§ Goal of the exercise: Find how many lines in this data contain the string "DateTime". Respond with only that number.

Stored data:
//! Persisted session slot.
//!
//! A single `session.json` holds the current [`Session`]. Loading it refreshes
//! an expired session through a [`TokenRefresher`] so callers never see stale
//! credentials.

use std::path::{Path, PathBuf};

use bm_core::Session;
use chrono::{DateTime, Utc};
use thiserror::Error;

use crate::auth::TokenRefresher;

/// Session file errors.
#[derive(Debug, Error)]
pub enum SessionError {
    /// Reading, writing or removing the file failed.
    #[error("session file {path}: {source}")]
    Io {
        path: PathBuf,
        #[source]
        source: std::io::Error,
    },
    /// The session could not be encoded.
    #[error("failed to serialize session: {0}")]
    Serialize(#[from] serde_json::Error),
}

/// File-backed storage for the one active session.
#[derive(Debug, Clone)]
pub struct SessionStore {
    path: PathBuf,
}

impl SessionStore {
    pub fn new(path: impl Into<PathBuf>) -> Self {
        Self { path: path.into() }
    }

    pub fn path(&self) -> &Path {
        &self.path
    }

    fn io_error(&self, source: std::io::Error) -> SessionError {
        SessionError::Io {
            path: self.path.clone(),
            source,
        }
    }

    /// Reads the stored session as-is, without checking expiry.
    ///
    /// Returns `None` if the file doesn't exist. A file that can't be parsed
    /// is removed and also yields `None`.
    pub fn read(&self) -> Result<Option<Session>, SessionError> {
        let content = match std::fs::read_to_string(&self.path) {
            Ok(content) => content,
            Err(e) if e.kind() == std::io::ErrorKind::NotFound => return Ok(None),
            Err(e) => return Err(self.io_error(e)),
        };

        match serde_json::from_str(&content) {
            Ok(session) => Ok(Some(session)),
            Err(err) => {
                tracing::warn!(path = %self.path.display(), error = %err, "discarding malformed session");
                self.clear()?;
                Ok(None)
            }
        }
    }

    /// Overwrites the slot with `session`.
    pub fn save(&self, session: &Session) -> Result<(), SessionError> {
        if let Some(parent) = self.path.parent() {
            std::fs::create_dir_all(parent).map_err(|e| self.io_error(e))?;
        }
        let json = serde_json::to_string_pretty(session)?;
        std::fs::write(&self.path, json).map_err(|e| self.io_error(e))?;
        tracing::debug!(path = %self.path.display(), "saved session");
        Ok(())
    }

    /// Removes the slot. Removing an empty slot is not an error.
    pub fn clear(&self) -> Result<(), SessionError> {
        match std::fs::remove_file(&self.path) {
            Ok(()) => {
                tracing::debug!(path = %self.path.display(), "cleared session");
                Ok(())
            }
            Err(e) if e.kind() == std::io::ErrorKind::NotFound => Ok(()),
            Err(e) => Err(self.io_error(e)),
        }
    }

    /// Returns a session that is valid at `now`, or `None`.
    ///
    /// An expired session is exchanged through `refresher`. On success the new
    /// session (keeping the stored e-mail) replaces the old one; on failure the
    /// slot is cleared.
    pub async fn load<R>(&self, refresher: &R, now: DateTime<Utc>) -> Result<Option<Session>, SessionError>
    where
        R: TokenRefresher + Sync,
    {
        let Some(session) = self.read()? else {
            return Ok(None);
        };

        if !session.is_expired(now) {
            return Ok(Some(session));
        }

        tracing::debug!(expired_at = %session.expires_at, "refreshing session");
        match refresher.refresh(&session.refresh_token).await {
            Ok(token) => {
                let refreshed = token.into_session(session.email, now);
                self.save(&refreshed)?;
                Ok(Some(refreshed))
            }
            Err(err) => {
                tracing::warn!(error = %err, "session refresh failed, logging out");
                self.clear()?;
                Ok(None)
            }
        }
    }
}

#[cfg(test)]
mod tests {
    use super::*;

    use bm_core::UserId;
    use chrono::{Duration, TimeZone};

    use crate::auth::{AuthError, RefreshedToken};

    struct Grants;

    impl TokenRefresher for Grants {
        async fn refresh(&self, refresh_token: &str) -> Result<RefreshedToken, AuthError> {
            assert_eq!(refresh_token, "refresh-old");
            Ok(RefreshedToken {
                id_token: "id-new".to_string(),
                refresh_token: "refresh-new".to_string(),
                user_id: UserId::new("uid-1").unwrap(),
                expires_in_secs: 3600,
            })
        }
    }

    struct Refuses;

    impl TokenRefresher for Refuses {
        async fn refresh(&self, _refresh_token: &str) -> Result<RefreshedToken, AuthError> {
            Err(AuthError::from_provider("TOKEN_EXPIRED"))
        }
    }

    /// Fails the test if a refresh is attempted.
    struct Untouched;

    impl TokenRefresher for Untouched {
        async fn refresh(&self, _refresh_token: &str) -> Result<RefreshedToken, AuthError> {
            panic!("refresh should not be called");
        }
    }

    fn now() -> DateTime<Utc> {
        Utc.with_ymd_and_hms(2025, 1, 29, 12, 0, 0).unwrap()
    }

    fn session(expires_at: DateTime<Utc>) -> Session {
        Session {
            id_token: "id-old".to_string(),
            refresh_token: "refresh-old".to_string(),
            local_id: UserId::new("uid-1").unwrap(),
            email: "parent@example.com".to_string(),
            expires_at,
        }
    }

    fn store_in(dir: &tempfile::TempDir) -> SessionStore {
        SessionStore::new(dir.path().join("nested").join("session.json"))
    }

    #[test]
    fn read_missing_returns_none() {
        let dir = tempfile::tempdir().unwrap();
        assert!(store_in(&dir).read().unwrap().is_none());
    }

    #[test]
    fn save_then_read_round_trips() {
        let dir = tempfile::tempdir().unwrap();
        let store = store_in(&dir);
        let saved = session(now() + Duration::hours(1));

        store.save(&saved).unwrap();
        assert_eq!(store.read().unwrap(), Some(saved));
    }

    #[test]
    fn file_uses_camel_case_and_epoch_millis() {
        let dir = tempfile::tempdir().unwrap();
        let store = store_in(&dir);
        store.save(&session(now())).unwrap();

        let raw: serde_json::Value =
            serde_json::from_str(&std::fs::read_to_string(store.path()).unwrap()).unwrap();
        assert_eq!(raw["idToken"], "id-old");
        assert_eq!(raw["localId"], "uid-1");
        assert_eq!(raw["expiresAt"], now().timestamp_millis());
    }

    #[test]
    fn malformed_file_is_cleared() {
        let dir = tempfile::tempdir().unwrap();
        let store = store_in(&dir);
        std::fs::create_dir_all(store.path().parent().unwrap()).unwrap();
        std::fs::write(store.path(), "{not json").unwrap();

        assert!(store.read().unwrap().is_none());
        assert!(!store.path().exists());
    }

    #[test]
    fn clear_is_idempotent() {
        let dir = tempfile::tempdir().unwrap();
        let store = store_in(&dir);
        store.save(&session(now())).unwrap();

        store.clear().unwrap();
        store.clear().unwrap();
        assert!(store.read().unwrap().is_none());
    }

    #[tokio::test]
    async fn load_returns_live_session_unchanged() {
        let dir = tempfile::tempdir().unwrap();
        let store = store_in(&dir);
        let live = session(now() + Duration::minutes(5));
        store.save(&live).unwrap();

        assert_eq!(store.load(&Untouched, now()).await.unwrap(), Some(live));
    }

    #[tokio::test]
    async fn load_refreshes_expired_session() {
        let dir = tempfile::tempdir().unwrap();
        let store = store_in(&dir);
        store.save(&session(now())).unwrap();

        let loaded = store.load(&Grants, now()).await.unwrap().unwrap();
        assert_eq!(loaded.id_token, "id-new");
        assert_eq!(loaded.refresh_token, "refresh-new");
        assert_eq!(loaded.email, "parent@example.com");
        assert_eq!(loaded.expires_at, now() + Duration::hours(1));
        assert!(!loaded.is_expired(now()));

        assert_eq!(store.read().unwrap(), Some(loaded));
    }

    #[tokio::test]
    async fn failed_refresh_logs_out() {
        let dir = tempfile::tempdir().unwrap();
        let store = store_in(&dir);
        store.save(&session(now() - Duration::hours(2))).unwrap();

        assert!(store.load(&Refuses, now()).await.unwrap().is_none());
        assert!(!store.path().exists());
    }

    #[tokio::test]
    async fn load_never_returns_expired_session() {
        let dir = tempfile::tempdir().unwrap();
        let store = store_in(&dir);

        for offset in [-3600, -1, 0] {
            store.save(&session(now() + Duration::seconds(offset))).unwrap();
            if let Some(loaded) = store.load(&Refuses, now()).await.unwrap() {
                assert!(!loaded.is_expired(now()));
            }
            if let Some(loaded) = store.load(&Grants, now()).await.unwrap() {
                assert!(!loaded.is_expired(now()));
            }
        }
    }
}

§ Reply to the task: 4